The dead giveaway was when the Clipse did a song with Rawse. Didn't the Clipse used to talk down on rappers who pretend to be drug dealers, in interviews? I'm asking, because I'm honestly not sure, but I do seem to recall that being the case. Someone get Brendan Frederick on the phone. He's into the Clipse the way white women are into Twilight. (*searches eBay for a set of RZA's old fangs*) He probably has a shrine to the Clipse in his garage, like that guy who assassinated Biggie Smalls. Even if they never dissed Rawse and his ilk, you'd have to think they'd be wary of doing a song with him. Rawse isn't just a pretend drug dealer - this motherfucker used to be a cop. Doing a song with him would be brand suicide, for a group whose career is predicated on the fact that they really are drug dealers. Unless that was the goal.
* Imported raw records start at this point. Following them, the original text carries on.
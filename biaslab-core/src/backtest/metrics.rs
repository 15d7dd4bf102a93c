//! Summary statistics: pure functions over a strategy return series.

/// Win rate: fraction of strictly positive returns. Zero-filled rows count
/// in the denominator. Empty input → 0.0.
pub fn win_rate(returns: &[f64]) -> f64 {
    if returns.is_empty() {
        return 0.0;
    }
    let winners = returns.iter().filter(|&&r| r > 0.0).count();
    winners as f64 / returns.len() as f64
}

/// Total return read from the second-to-last equity value.
///
/// The final row's forward return is always unknown and zero-filled, so the
/// curve is read one row early. Fewer than two rows → 0.0.
pub fn total_return(equity_curve: &[f64]) -> f64 {
    match equity_curve.len() {
        0 | 1 => 0.0,
        n => equity_curve[n - 2] - 1.0,
    }
}

/// Annualized Sharpe ratio: mean / sample stdev * sqrt(trading_days).
///
/// Returns 0.0 if fewer than 2 returns or the stdev is zero.
pub fn sharpe_ratio(returns: &[f64], trading_days: f64) -> f64 {
    if returns.len() < 2 {
        return 0.0;
    }
    let std = std_dev(returns);
    if std == 0.0 || !std.is_finite() {
        return 0.0;
    }
    mean_f64(returns) / std * trading_days.sqrt()
}

pub(crate) fn mean_f64(values: &[f64]) -> f64 {
    if values.is_empty() {
        return 0.0;
    }
    values.iter().sum::<f64>() / values.len() as f64
}

/// Sample standard deviation (n - 1 denominator).
pub(crate) fn std_dev(values: &[f64]) -> f64 {
    if values.len() < 2 {
        return 0.0;
    }
    let mean = mean_f64(values);
    let variance =
        values.iter().map(|v| (v - mean).powi(2)).sum::<f64>() / (values.len() - 1) as f64;
    variance.sqrt()
}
Doing a song with Cam'ron wouldn't necessarily be useful to that end because Cam'ron doesn't sell drugs, but because I'm convinced Cam'ron doesn't do much of anything. It became clear to me, listening to Crime Pays (which isn't bad, for what it is), that Cam'ron wouldn't have any moral problems with being a drug dealer. This motherfucker would sell crack to a grade school kid and show him how to smoke it. He's as hollow on the inside as I pretend to be on the Internets, to keep myself in reasonably priced Australian wine. That irritable bowel syndrome must have really fucked with his psyche. But if you notice, Cam'ron will just up and disappear for months, or years at a time, and I'm pretty sure he's not out selling drugs. He's probably just sitting at home that entire time. Part of it might be that, like old women who used to do anal (which ruins your asshole), he's afraid to stray too far from somewhere where he knows he can use the restroom. But he's probably just a huge slacker. The dead giveaway was when he revealed that he was working on his own version of Curb Your Enthusiasm. He probably sits around in his underwear all day watching Hannah and Her Sisters, like I did when I was in college. In fact, he might want to consider getting into blogging. I mean, since he's sitting at home all day anyway. I can tell from his rhymes that he's fascinated with language. I'd love to hear his thoughts on the movie Precious.

But I digress.

The Clipse's video with Cam'ron, for "Back by Popular Demand," finds them standing in the lobby of Obama Fried Chicken, rapping about sitting in a car eating chicken and fries. Unless fried chicken is a new Ghostface-style euphemism for cocaine, I'm assuming this is another attempt to align themselves with the common man. I had to eat some fried chicken in the parking lot of a Popeyes once, because I couldn't wait to get home. But it wasn't because of some sort of sad pathology, like in the aforementioned Precious - there was an incident. I ordered my chicken, got around to the window and paid for it. The girl put my chicken in a box, then put the box in a plastic bag, and then she got into an argument with some guy whose order she probably fucked up. The whole time she's standing there arguing with this guy, she's got my chicken in her hand, swinging it around and shit, when she could have just as easily given it to me and gone back to arguing with him. I was hungrier than a motherfucker. I would have gone inside, but, as I'm sure you can imagine, I'm deathly afraid of confrontation. I finally got my chicken, when the cops showed up (at random, probably just to get some chicken), and the guy was like, nevermind. How much do you want to be she really did fuck up his order, and he let it slide, because he didn't want to go to jail over some ol' bullshit? That's why, when I have the time, I go out of my way to visit fast food restaurants staffed by white people. Yeah, I said it!

If this new Clipse song lacks the same level of detail as my Popeyes story, that's because the Clipse don't really eat at Popeyes. There probably isn't a Popeyes anywhere near the older one's house. (Think of the nicest neighborhood where you saw a Popeyes.) They just want you to think that, to throw off the scent.